¿El
Estado debe comportarse como una familia, no gastando
más de lo que ingresa?
Una de las ideas que más se ha extendido en los últimos años para justificar las políticas de austeridad basadas principalmente en recortes de gasto público es que los gobiernos se deben comportar como las familias, y que, por tanto, no pueden gastar más de lo que ingresan.
En principio, esta idea es tan elemental y de sentido común que cuesta imaginar que sea rechazada. Sin embargo, es completamente falsa.
Entre un Estado y una familia hay diferencias fundamentales que permiten afirmar que, a diferencia de lo que ocurre con esta última, cualquier Estado se puede endeudar indefinidamente (al menos, mientras no se produzcan circunstancias excepcionales como las que enseguida comentaremos).
En primer lugar, cuando una familia gasta menos de lo que ingresa es evidente que ahorra más, pero al sector público le ocurre lo contrario. Como sabemos, cuando el Estado gasta menos, los sujetos económicos reducen la renta que reciben y, por tanto, pagarán menos impuestos, de modo que bajarán los ingresos estatales. Por tanto, si el Estado gasta menos, a diferencia de las familias, podrá ahorrar menos y será más fácil que tenga déficit.

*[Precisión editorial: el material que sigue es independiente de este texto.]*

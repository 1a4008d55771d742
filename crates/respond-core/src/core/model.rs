// crates/respond-core/src/core/model.rs
// ============================================================================
// Module: Respond Data Model
// Description: Response and trigger entities plus mutation inputs and results.
// Purpose: Define the records persisted by stores and returned to callers.
// Dependencies: serde, serde_json
// ============================================================================

//! ## Overview
//! A [`Response`] is a reply payload owned by one or more [`Trigger`]s. A
//! trigger is a case-sensitive substring plus a firing probability in
//! `[0, 1]`. The remaining types describe mutation inputs ([`TriggerSet`],
//! [`ResponseUpdate`], [`EditTarget`]) and removal snapshots.
//!
//! Invariants:
//! - A stored response always has at least one trigger.
//! - Every trigger references exactly one existing response.

// ============================================================================
// SECTION: Imports
// ============================================================================

use std::fmt;
use std::str::FromStr;

use serde::Deserialize;
use serde::Serialize;
use serde_json::Value;

use crate::core::identifiers::ResponseId;
use crate::core::identifiers::TriggerId;
use crate::core::rules::Rule;
use crate::core::rules::ValidationError;
use crate::core::time::Timestamp;

// ============================================================================
// SECTION: Constants
// ============================================================================

/// Field name used for trigger validation failures.
pub const TRIGGER_FIELD: &str = "trigger";

/// Field name used for response validation failures.
pub const RESPONSE_FIELD: &str = "response";

// ============================================================================
// SECTION: Entities
// ============================================================================

/// Reply payload selected when one of its triggers fires.
#[derive(Debug, Clone, PartialEq, Serialize, Deserialize)]
pub struct Response {
    /// Store-assigned identifier.
    pub id: ResponseId,
    /// Reply text, or a shell command when `executable` is set.
    pub response: String,
    /// Whether the text is executed and its output used as the reply.
    pub executable: bool,
    /// Author identity.
    pub created_by: String,
    /// Creation timestamp.
    pub created_at: Timestamp,
    /// Last update timestamp.
    pub updated_at: Timestamp,
    /// Owned triggers, present only when loaded with the relationship.
    #[serde(default, skip_serializing_if = "Option::is_none")]
    pub triggers: Option<Vec<Trigger>>,
}

impl Response {
    /// Returns the loaded triggers, or an empty slice when not loaded.
    #[must_use]
    pub fn triggers(&self) -> &[Trigger] {
        self.triggers.as_deref().unwrap_or_default()
    }

    /// Returns a copy without the trigger relationship.
    #[must_use]
    pub fn without_triggers(&self) -> Self {
        Self { triggers: None, ..self.clone() }
    }
}

/// Matchable substring with a firing probability.
#[derive(Debug, Clone, PartialEq, Serialize, Deserialize)]
pub struct Trigger {
    /// Store-assigned identifier.
    pub id: TriggerId,
    /// Case-sensitive substring matched against incoming messages.
    pub trigger: String,
    /// Firing probability in `[0, 1]`.
    pub chance: f64,
    /// Owning response.
    pub response_id: ResponseId,
    /// Author identity.
    pub created_by: String,
    /// Creation timestamp.
    pub created_at: Timestamp,
    /// Last update timestamp.
    pub updated_at: Timestamp,
}

impl Trigger {
    /// Returns true when `message` contains this trigger's text.
    #[must_use]
    pub fn matches(&self, message: &str) -> bool {
        message.contains(self.trigger.as_str())
    }
}

// ============================================================================
// SECTION: Mutation Inputs
// ============================================================================

/// One trigger or a list of triggers supplied to `add`/`add_triggers`.
#[derive(Debug, Clone, PartialEq, Eq, Serialize, Deserialize)]
#[serde(untagged)]
pub enum TriggerSet {
    /// A single trigger string.
    One(String),
    /// A list of trigger strings; an empty list is rejected by the caller.
    Many(Vec<String>),
}

impl TriggerSet {
    /// Resolves a loosely typed value into a trigger set.
    ///
    /// # Errors
    ///
    /// Returns [`ValidationError`] with a `required` violation for null and a
    /// `string` violation for numbers, booleans, objects, or lists holding
    /// anything but strings.
    pub fn from_value(value: &Value) -> Result<Self, ValidationError> {
        match value {
            Value::Null => Err(ValidationError::single(
                TRIGGER_FIELD,
                Rule::Required,
                Rule::Required.default_message(TRIGGER_FIELD),
            )),
            Value::String(text) => Ok(Self::One(text.clone())),
            Value::Array(items) => items
                .iter()
                .map(|item| item.as_str().map(str::to_string))
                .collect::<Option<Vec<_>>>()
                .map(Self::Many)
                .ok_or_else(type_violation),
            Value::Bool(_) | Value::Number(_) | Value::Object(_) => Err(type_violation()),
        }
    }

    /// Returns the triggers as a slice-backed list.
    #[must_use]
    pub fn into_vec(self) -> Vec<String> {
        match self {
            Self::One(text) => vec![text],
            Self::Many(items) => items,
        }
    }

    /// Returns true when the set is an explicitly empty list.
    #[must_use]
    pub fn is_empty(&self) -> bool {
        matches!(self, Self::Many(items) if items.is_empty())
    }

    /// Returns the number of triggers in the set.
    #[must_use]
    pub fn len(&self) -> usize {
        match self {
            Self::One(_) => 1,
            Self::Many(items) => items.len(),
        }
    }
}

/// Builds the dedicated trigger type violation.
fn type_violation() -> ValidationError {
    let message = Rule::String.default_message(TRIGGER_FIELD);
    ValidationError::single(TRIGGER_FIELD, Rule::String, message)
}

/// Resolves a loosely typed response payload into its text.
///
/// # Errors
///
/// Returns [`ValidationError`] with a `required` violation for null and a
/// `string` violation for every other non-string value.
pub fn response_from_value(value: &Value) -> Result<&str, ValidationError> {
    match value {
        Value::String(text) => Ok(text.as_str()),
        Value::Null => Err(ValidationError::single(
            RESPONSE_FIELD,
            Rule::Required,
            Rule::Required.default_message(RESPONSE_FIELD),
        )),
        Value::Bool(_) | Value::Number(_) | Value::Array(_) | Value::Object(_) => {
            Err(ValidationError::single(
                RESPONSE_FIELD,
                Rule::String,
                Rule::String.default_message(RESPONSE_FIELD),
            ))
        }
    }
}

impl From<String> for TriggerSet {
    fn from(value: String) -> Self {
        Self::One(value)
    }
}

impl From<&str> for TriggerSet {
    fn from(value: &str) -> Self {
        Self::One(value.to_string())
    }
}

impl From<Vec<String>> for TriggerSet {
    fn from(value: Vec<String>) -> Self {
        Self::Many(value)
    }
}

impl From<Vec<&str>> for TriggerSet {
    fn from(value: Vec<&str>) -> Self {
        Self::Many(value.into_iter().map(str::to_string).collect())
    }
}

impl<const N: usize> From<[&str; N]> for TriggerSet {
    fn from(value: [&str; N]) -> Self {
        Self::Many(value.into_iter().map(str::to_string).collect())
    }
}

/// Fields written by a response update.
#[derive(Debug, Clone, PartialEq, Eq, Serialize, Deserialize)]
pub struct ResponseUpdate {
    /// Replacement reply text.
    pub text: String,
    /// Replacement executable flag; `None` keeps the stored value.
    pub executable: Option<bool>,
}

/// Entity kind addressed by `edit` and `remove`.
#[derive(Debug, Clone, Copy, PartialEq, Eq, Hash, Serialize, Deserialize)]
#[serde(rename_all = "snake_case")]
pub enum EditTarget {
    /// A response row.
    Response,
    /// A trigger row.
    Trigger,
}

impl EditTarget {
    /// Returns the canonical lowercase label.
    #[must_use]
    pub const fn as_str(self) -> &'static str {
        match self {
            Self::Response => "response",
            Self::Trigger => "trigger",
        }
    }
}

impl fmt::Display for EditTarget {
    fn fmt(&self, f: &mut fmt::Formatter<'_>) -> fmt::Result {
        f.write_str(self.as_str())
    }
}

/// Error returned when an edit target label is not recognized.
#[derive(Debug, Clone, PartialEq, Eq, thiserror::Error)]
#[error("Respond types must be either a response, or a trigger. Provided: {provided}")]
pub struct InvalidEditTarget {
    /// The rejected label.
    pub provided: String,
}

impl FromStr for EditTarget {
    type Err = InvalidEditTarget;

    fn from_str(value: &str) -> Result<Self, Self::Err> {
        match value {
            "response" => Ok(Self::Response),
            "trigger" => Ok(Self::Trigger),
            other => Err(InvalidEditTarget { provided: other.to_string() }),
        }
    }
}

// ============================================================================
// SECTION: Removal Snapshots
// ============================================================================

/// Pre-deletion snapshot returned by response removal.
#[derive(Debug, Clone, PartialEq, Serialize, Deserialize)]
pub struct RemovedResponse {
    /// The removed response, without its trigger relationship.
    pub response: Response,
    /// Every trigger destroyed with the response.
    pub triggers: Vec<Trigger>,
}

/// Pre-deletion snapshot returned by trigger removal.
#[derive(Debug, Clone, PartialEq, Serialize, Deserialize)]
pub struct RemovedTrigger {
    /// The removed trigger.
    pub trigger: Trigger,
    /// The parent response when it was removed by cascade.
    #[serde(default, skip_serializing_if = "Option::is_none")]
    pub response: Option<Response>,
}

En segundo lugar, si una familia intensifica la actividad o actividades que le proporciona ingresos (por ejemplo, trabajando más horas), ésta podrá obtener más renta y, por ende, más ahorro. Sin embargo, cuando el sector público incrementa sus ingresos, es decir, los impuestos, lo que ocurre es que disminuye la actividad y que, a la postre, se reducen los ingresos públicos.
Finalmente, es evidente que una familia tiene un plazo determinado y limitado para pagar sus deudas, mientras que el Estado puede no amortizarlas nunca: puede emitir deuda perpetua (pagando intereses indefinidamente sin tener que devolverla) o puede ir renovando la deuda a base de nuevas emisiones, algo que no está al alcance de las familias.
Y, por último, los Estados suelen tener a su disposición bancos centrales (salvo en casos excepcionales como el de la Unión Europea, y por las razones que más adelante comentaremos), es decir, bancos que los financian directamente y que, por tanto, les permiten mantener niveles de deuda elevados durante el tiempo que sea preciso.
Muchos políticos liberales, como Rajoy (quien dijo: «Tenemos que gastar de acuerdo con lo que ingresamos») o Merkel (que afirmó: «Nadie, y menos el Estado, puede gastar más de lo que se ingresa»),65 defienden esta idea como una verdad económica indiscutible, pero en realidad es completamente falsa y no tiene ningún fundamento económico. Los Estados pueden mantener durante largos períodos de tiempo un volumen importante de deuda pública sin demasiado riesgo de caer en situaciones de impago, siempre y cuando se mantenga en los niveles de sostenibilidad a los que ya hicimos referencia en el capítulo 15. Y, en todo caso, esto no quiere decir que sea posible incrementar sin límite la deuda del sector público ni que la deuda pública sea buena per se; sobre todo en circunstancias como las que se dan en Europa y a las que nos referiremos en el capítulo 18.
Sencillamente, lo que ocurre es que, por su naturaleza, el Estado no tiene la existencia temporal limitada de una familia deudora, y que, además, tiene la responsabilidad de proporcionar inversiones cuyo disfrute se prolongue durante años, lo cual, por tanto, también hace razonable que su financiación sea afrontada por las generaciones que van a disfrutar de ellas.
Sin embargo, por esa misma razón, no tiene sentido ni se puede justificar que la generación actual cargue a las futuras la factura de gastos por conceptos que no van a disfrutar en su día. Y esto último es algo que ocurriría si la generación actual generara una deuda superior a la que se pudiera ir pagando con el crecimiento potencial de la economía o cuando se generara por gastos que se consumieran o disfrutaran íntegramente en el presente. No es lo mismo generar deuda para financiar un hospital que va a ser utilizado durante decenios, por ejemplo, que para pagar los gastos corrientes que necesita la administración actual y que deberían financiarse, por tanto, a través de impuestos que no paralicen la actividad y procurando siempre que esos gastos sean los que efectivamente convenga hacer, y no otros.